Quilting! I'm hooked! I can't stop!

For me it's one of those rare things that sometimes comes along in a person's life that takes you to a new level. Something that 'clicks' with you right off the bat and you take to like a duck to water. It feeds the creative juices. LOL!

I love the thrill of looking through quilting magazines and finding a quilt that I want to try to create. I love choosing the fabrics to put in just the right places. I love the colors and the patterns.

My husband teases me about buying large pieces of fabric just to cut them into small pieces to sew back together again.

"Yes", I tell him, "That's true, but the pieces get sewn back together in a new more beautiful pattern than before."

I love how, depending on which fabric you put where, it makes the same quilt pattern look like a totally different quilt. You can make the same quilt pattern many times and it never looks the same. Each one is better than the last!

It all started for me about 6 years ago. My friend Connie was a quilter and she told me about a quilting course that was starting that spring on 8 Saturdays every 2 weeks. I was still teaching elementary school full time then and wasn't sure at first that I wanted to commit that much time. I had planned to learn to quilt after I had retired, I reminded myself. But in the end, I signed up for the course and haven't looked back since! The instructor, Chris was very knowledgeable and patient with us. She taught us an amazing amount of useful skills for beginners ( as I later realized!)

She taught us how to choose our fabrics; we could choose whatever color we wanted, but had to have at least 1 dark fabric, 1 light fabric and some medium shades. We learned how to fold our fabric to make handling it easier: Fold it lengthwise with the salvage edges (uncut bound edges) together. Slide the creases out with your hand, then fold it again ( 4 layers of fabric).

Chris showed us how to use our rotary cutters to cut a straight edge. "Put the fabric you want to 'keep' under your ruler, she said, and double check the measurement, then cut along the ruler edge away from yourself. Always lock your cutter when you put it down."
She impressed upon us the importance to sewing accurate 1/4 inch seams, pressing out those seams properly, and recutting your fabric periodically to make sure the edge is straight.
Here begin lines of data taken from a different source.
use crate::error::{MonitorError, Result};
use crate::process::GroupedSnapshot;
use log::{error, warn};
use std::sync::{Arc, PoisonError, RwLock};
use std::time::{Duration, Instant};

/// Where the snapshot handed out by [`SnapshotCache::get_snapshot`] came from.
#[derive(Debug, Clone, Copy, PartialEq, Eq)]
pub enum SnapshotOrigin {
    /// Newly aggregated; already stored in the cache.
    Fresh,
    /// Cached value still within the max age; no aggregation ran.
    Cached,
    /// Aggregation failed; the last good snapshot was served instead.
    Stale,
    /// Aggregation failed and nothing was ever cached.
    Empty,
}

#[derive(Debug)]
pub struct SnapshotRead {
    pub snapshot: Arc<GroupedSnapshot>,
    pub origin: SnapshotOrigin,
    pub error: Option<MonitorError>,
}

#[derive(Debug, Clone)]
struct CachedSnapshot {
    snapshot: Arc<GroupedSnapshot>,
    stored_at: Instant,
}

/// Holds the last good snapshot.
///
/// A stale entry is never evicted; it stays until a successful refresh
/// replaces it. Snapshot and timestamp are swapped in one assignment, so
/// readers see either the old pair or the new one.
#[derive(Debug, Default)]
pub struct SnapshotCache {
    slot: RwLock<Option<CachedSnapshot>>,
}

impl SnapshotCache {
    pub fn new() -> Self {
        Self::default()
    }

    /// Cached snapshot if it is non-empty and younger than `max_age`.
    pub fn fresh(&self, max_age: Duration) -> Option<Arc<GroupedSnapshot>> {
        let slot = self.slot.read().unwrap_or_else(PoisonError::into_inner);
        slot.as_ref()
            .filter(|c| !c.snapshot.is_empty() && c.stored_at.elapsed() < max_age)
            .map(|c| Arc::clone(&c.snapshot))
    }

    /// Last stored snapshot regardless of age.
    pub fn last_good(&self) -> Option<Arc<GroupedSnapshot>> {
        let slot = self.slot.read().unwrap_or_else(PoisonError::into_inner);
        slot.as_ref().map(|c| Arc::clone(&c.snapshot))
    }

    pub fn store(&self, snapshot: GroupedSnapshot) -> Arc<GroupedSnapshot> {
        let snapshot = Arc::new(snapshot);
        let entry = CachedSnapshot {
            snapshot: Arc::clone(&snapshot),
            stored_at: Instant::now(),
        };
        *self.slot.write().unwrap_or_else(PoisonError::into_inner) = Some(entry);
        snapshot
    }

    /// Serves a young cached snapshot, otherwise runs `refresh`.
    ///
    /// On failure the last good snapshot is returned even if stale; an empty
    /// snapshot only comes back when nothing was ever cached.
    pub fn get_snapshot<F>(&self, max_age: Duration, refresh: F) -> SnapshotRead
    where
        F: FnOnce() -> Result<GroupedSnapshot>,
    {
        if let Some(snapshot) = self.fresh(max_age) {
            return SnapshotRead {
                snapshot,
                origin: SnapshotOrigin::Cached,
                error: None,
            };
        }

        match refresh() {
            Ok(snapshot) => SnapshotRead {
                snapshot: self.store(snapshot),
                origin: SnapshotOrigin::Fresh,
                error: None,
            },
            Err(e) => match self.last_good() {
                Some(snapshot) => {
                    warn!("Error getting processes: {}; serving cached snapshot", e);
                    SnapshotRead {
                        snapshot,
                        origin: SnapshotOrigin::Stale,
                        error: Some(e),
                    }
                }
                None => {
                    error!("Error getting processes: {}; no cached snapshot", e);
                    SnapshotRead {
                        snapshot: Arc::new(GroupedSnapshot::empty()),
                        origin: SnapshotOrigin::Empty,
                        error: Some(e),
                    }
                }
            },
        }
    }
}

#[cfg(test)]
mod tests {
    use super::*;
    use crate::process::GroupedProcess;
    use chrono::Local;

    const MAX_AGE: Duration = Duration::from_millis(2000);

    fn snapshot(name: &str) -> GroupedSnapshot {
        GroupedSnapshot::new(
            vec![GroupedProcess {
                name: name.to_string(),
                pids: vec![1],
                count: 1,
                cpu_percent: 0.0,
                memory_percent: 0.0,
            }],
            Local::now(),
        )
    }

    fn unavailable() -> Result<GroupedSnapshot> {
        Err(MonitorError::SourceUnavailable("ps failed".into()))
    }

    #[test]
    fn young_snapshot_is_served_without_refresh() {
        let cache = SnapshotCache::new();
        cache.store(snapshot("a"));
        let read = cache.get_snapshot(MAX_AGE, || panic!("should not refresh"));
        assert_eq!(read.origin, SnapshotOrigin::Cached);
        assert!(read.snapshot.contains("a"));
    }

    #[test]
    fn expired_snapshot_triggers_refresh_and_replacement() {
        let cache = SnapshotCache::new();
        cache.store(snapshot("a"));
        let read = cache.get_snapshot(Duration::ZERO, || Ok(snapshot("b")));
        assert_eq!(read.origin, SnapshotOrigin::Fresh);
        assert!(cache.last_good().unwrap().contains("b"));
    }

    #[test]
    fn empty_cached_snapshot_is_never_served_as_fresh() {
        let cache = SnapshotCache::new();
        cache.store(GroupedSnapshot::empty());
        assert!(cache.fresh(MAX_AGE).is_none());
    }

    #[test]
    fn failure_falls_back_to_stale_snapshot() {
        let cache = SnapshotCache::new();
        cache.store(snapshot("a"));
        let read = cache.get_snapshot(Duration::ZERO, unavailable);
        assert_eq!(read.origin, SnapshotOrigin::Stale);
        assert!(read.snapshot.contains("a"));
        assert!(matches!(read.error, Some(MonitorError::SourceUnavailable(_))));
        // The stale entry stays until a success replaces it.
        assert!(cache.last_good().unwrap().contains("a"));
    }

    #[test]
    fn failure_without_cache_yields_empty_snapshot() {
        let cache = SnapshotCache::new();
        let read = cache.get_snapshot(MAX_AGE, unavailable);
        assert_eq!(read.origin, SnapshotOrigin::Empty);
        assert!(read.snapshot.is_empty());
        assert!(read.error.is_some());
        assert!(cache.last_good().is_none());
    }
}
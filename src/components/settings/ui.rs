use super::state::Settings;

pub fn show_settings_window(ctx: &egui::Context, settings: &mut Settings) {
    if !settings.is_visible() {
        return;
    }

    egui::Window::new("⚙ Settings")
        .collapsible(false)
        .resizable(false)
        .show(ctx, |ui| {
            ui.heading("Appearance");
            egui::Grid::new("settings_appearance").num_columns(2).show(ui, |ui| {
                ui.label("UI Scale:");
                ui.add(egui::Slider::new(&mut settings.scale, 0.5..=2.0).step_by(0.1));
                ui.end_row();
                ui.label("Font Size:");
                ui.add(egui::Slider::new(&mut settings.font_size, 8.0..=32.0).step_by(1.0));
                ui.end_row();
            });

            ui.separator();
            ui.heading("Behaviour");
            ui.checkbox(&mut settings.show_memory_trend, "Plot memory in trends");
            ui.checkbox(&mut settings.confirm_terminate, "Confirm before terminating");

            ui.separator();
            ui.horizontal(|ui| {
                if ui.button("Reset").clicked() {
                    settings.reset();
                }
                if ui.button("Close").clicked() {
                    settings.hide();
                }
            });
        });
}
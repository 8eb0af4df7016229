use thiserror::Error;

pub type Result<T> = std::result::Result<T, MonitorError>;

#[derive(Debug, Error)]
pub enum MonitorError {
    /// The OS process table could not be read.
    #[error("process table unavailable: {0}")]
    SourceUnavailable(String),

    /// A sampling batch failed as a whole.
    #[error("sampling failed for {pids} pids: {reason}")]
    SamplingFailed { pids: usize, reason: String },

    #[error("permission denied for pid {pid}")]
    PermissionDenied { pid: u32 },

    #[error("no process with pid {pid}")]
    NotFound { pid: u32 },

    #[error("unsupported on this platform: {0}")]
    Unsupported(&'static str),

    #[error("invalid configuration: {0}")]
    Config(String),

    #[error(transparent)]
    Io(#[from] std::io::Error),
}

impl MonitorError {
    /// Short machine code handed to the presentation layer.
    pub fn code(&self) -> &'static str {
        match self {
            MonitorError::PermissionDenied { .. } => "EPERM",
            MonitorError::NotFound { .. } => "ESRCH",
            _ => "UNKNOWN",
        }
    }

    /// Maps an OS error raised while acting on `pid` to the action taxonomy.
    pub fn from_os_error(pid: u32, err: std::io::Error) -> Self {
        match err.kind() {
            std::io::ErrorKind::PermissionDenied => MonitorError::PermissionDenied { pid },
            std::io::ErrorKind::NotFound => MonitorError::NotFound { pid },
            _ => MonitorError::Io(err),
        }
    }
}
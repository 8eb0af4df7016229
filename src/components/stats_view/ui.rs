use crate::process::SystemStats;

pub fn show_system_stats(ui: &mut egui::Ui, stats: &SystemStats, process_count: usize, group_count: usize) {
    ui.horizontal(|ui| {
        ui.vertical(|ui| {
            ui.label(format!("System CPU: {:.0}%", stats.cpu_percent));
            ui.add(egui::ProgressBar::new((stats.cpu_percent / 100.0) as f32).desired_width(160.0));
        });

        ui.add_space(32.0);

        ui.vertical(|ui| {
            ui.label(format!("System Memory: {:.0}%", stats.memory_percent));
            ui.add(egui::ProgressBar::new((stats.memory_percent / 100.0) as f32).desired_width(160.0));
        });

        ui.add_space(32.0);

        ui.vertical(|ui| {
            ui.label(format!("Processes: {}", process_count));
            ui.label(format!("Groups: {}", group_count));
        });
    });
    ui.add_space(8.0);
}
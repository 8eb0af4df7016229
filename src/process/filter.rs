use std::collections::HashSet;

/// Names whose pids are never handed to the sampler.
///
/// Matching is case-insensitive against a fixed list.
#[derive(Debug, Clone, Default)]
pub struct TemporaryProcessFilter {
    names: HashSet<String>,
}

impl TemporaryProcessFilter {
    pub fn new<I, S>(names: I) -> Self
    where
        I: IntoIterator<Item = S>,
        S: AsRef<str>,
    {
        Self {
            names: names
                .into_iter()
                .map(|name| name.as_ref().to_lowercase())
                .collect(),
        }
    }

    pub fn is_excluded(&self, name: &str) -> bool {
        self.names.contains(&name.to_lowercase())
    }

    pub fn len(&self) -> usize {
        self.names.len()
    }

    pub fn is_empty(&self) -> bool {
        self.names.is_empty()
    }
}

#[cfg(test)]
mod tests {
    use super::*;
    use crate::config::DEFAULT_EXCLUDED_NAMES;

    #[test]
    fn matches_regardless_of_case() {
        let filter = TemporaryProcessFilter::new(DEFAULT_EXCLUDED_NAMES);
        assert!(filter.is_excluded("WMIC.EXE"));
        assert!(filter.is_excluded("LenovoVantage-(ModernPreloadAddin).exe"));
        assert!(!filter.is_excluded("wmic"));
        assert!(!filter.is_excluded("chrome.exe"));
    }

    #[test]
    fn empty_filter_excludes_nothing() {
        let filter = TemporaryProcessFilter::default();
        assert!(filter.is_empty());
        assert!(!filter.is_excluded("wmic.exe"));
    }
}
use super::state::ProcessTable;
use crate::process::{GroupedProcess, StatusTier};
use crate::view::SortField;
use egui::{Color32, RichText};

/// What the user asked for while the table was drawn.
#[derive(Debug, Clone, PartialEq, Eq)]
pub enum TableAction {
    OpenDetails(u32),
    ShowTrends(String),
}

fn usage_color(value: f64) -> Option<Color32> {
    if value > 80.0 {
        Some(Color32::from_rgb(0xdd, 0x33, 0x33))
    } else if value > 50.0 {
        Some(Color32::from_rgb(0xe6, 0x9a, 0x28))
    } else {
        None
    }
}

fn value_text(value: f64, changed: bool) -> RichText {
    let mut text = RichText::new(format!("{:.1}%", value));
    if let Some(color) = usage_color(value) {
        text = text.color(color);
    }
    if changed {
        text = text.strong();
    }
    text
}

fn status_text(status: StatusTier) -> RichText {
    let text = RichText::new(status.label());
    if status.is_critical() {
        text.color(Color32::from_rgb(0xdd, 0x33, 0x33))
    } else {
        text.color(Color32::from_rgb(0xe6, 0x9a, 0x28))
    }
}

fn pid_text(row: &GroupedProcess) -> String {
    match (row.first_pid(), row.count) {
        (Some(pid), 1) => pid.to_string(),
        (Some(pid), n) => format!("{} +{}", pid, n - 1),
        (None, _) => "-".to_string(),
    }
}

impl ProcessTable {
    fn header(&mut self, ui: &mut egui::Ui, field: SortField) {
        let label = if self.view.sort_field == field {
            format!("{} {}", field.label(), self.view.sort_direction.arrow())
        } else {
            field.label().to_string()
        };
        if ui.button(RichText::new(label).strong()).clicked() {
            self.toggle_sort(field);
        }
    }

    pub fn show_search(&mut self, ui: &mut egui::Ui) {
        ui.horizontal(|ui| {
            ui.label("Search:");
            if ui
                .add(egui::TextEdit::singleline(&mut self.search).hint_text("Search processes..."))
                .changed()
            {
                self.apply_search();
            }
            if !self.search.is_empty() && ui.small_button("❌").clicked() {
                self.clear_search();
            }
        });
    }

    pub fn show(&mut self, ui: &mut egui::Ui) -> Option<TableAction> {
        let mut action = None;

        if self.rows.is_empty() {
            let message = if self.view.search_term().trim().is_empty() {
                "No processes found.".to_string()
            } else {
                format!("No processes match your search: \"{}\"", self.view.search_term().trim())
            };
            ui.label(RichText::new(message).color(Color32::GRAY));
            return None;
        }

        egui::ScrollArea::vertical().show(ui, |ui| {
            egui::Grid::new("process_table")
                .striped(true)
                .num_columns(6)
                .show(ui, |ui| {
                    self.header(ui, SortField::Pid);
                    self.header(ui, SortField::Name);
                    self.header(ui, SortField::Cpu);
                    self.header(ui, SortField::Memory);
                    ui.label(RichText::new("Status").strong());
                    ui.label("");
                    ui.end_row();

                    let selected = self.rows.selected_pid();
                    let mut clicked = None;
                    for row in self.rows.rows() {
                        let is_selected = selected.is_some_and(|pid| row.pids.contains(&pid));
                        let changed = self.rows.is_changed(&row.name);

                        let response = ui.selectable_label(is_selected, pid_text(row));
                        if response.double_clicked() {
                            action = row.first_pid().map(TableAction::OpenDetails);
                        } else if response.clicked() {
                            clicked = row.first_pid();
                        }

                        let name = if row.count > 1 {
                            format!("{} (x{})", row.name, row.count)
                        } else {
                            row.name.clone()
                        };
                        ui.label(name);
                        ui.label(value_text(row.display_cpu(), changed));
                        ui.label(value_text(row.memory_percent, changed));
                        ui.label(status_text(row.status()));
                        if ui.small_button("📈").on_hover_text("Trends").clicked() {
                            action = Some(TableAction::ShowTrends(row.name.clone()));
                        }
                        ui.end_row();
                    }
                    if let Some(pid) = clicked {
                        self.rows.select(pid);
                    }
                });
        });

        action
    }

    pub fn show_pagination(&mut self, ui: &mut egui::Ui) {
        ui.horizontal(|ui| {
            let total_pages = self.rows.total_pages();
            if ui
                .add_enabled(self.view.has_prev(), egui::Button::new("◀ Prev"))
                .clicked()
            {
                self.prev_page();
            }
            ui.label(format!(
                "Page {} of {} ({} groups)",
                self.view.current_page + 1,
                self.rows.displayed_total_pages(),
                self.rows.total_count()
            ));
            if ui
                .add_enabled(self.view.has_next(total_pages), egui::Button::new("Next ▶"))
                .clicked()
            {
                self.next_page();
            }
        });
    }
}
We learned how to make 12 different sampler blocks in that beginners course that spring. We were supposed to make 2 of each block for 'homework' for the following class with our fabrics in different places ... I was hooked right from the first day! I loved the thrill of putting the little squares and rectangles together which I had cut so meticulously to make the bigger blocks. Like building a jigsaw puzzle. (Although I was never very good at jigsaw puzzles. LOL!)
I became ambitious and decided to start big! I was going to make a queen sized quilt for our bed!
And so it began...

(.... More about that to come. :)

Sometimes as I'm lying in bed in the morning enjoying the early rays of the sun sliding through the lace curtains, I can 'feel' my quilting 'calling' me from downstairs. I think it's become an addiction!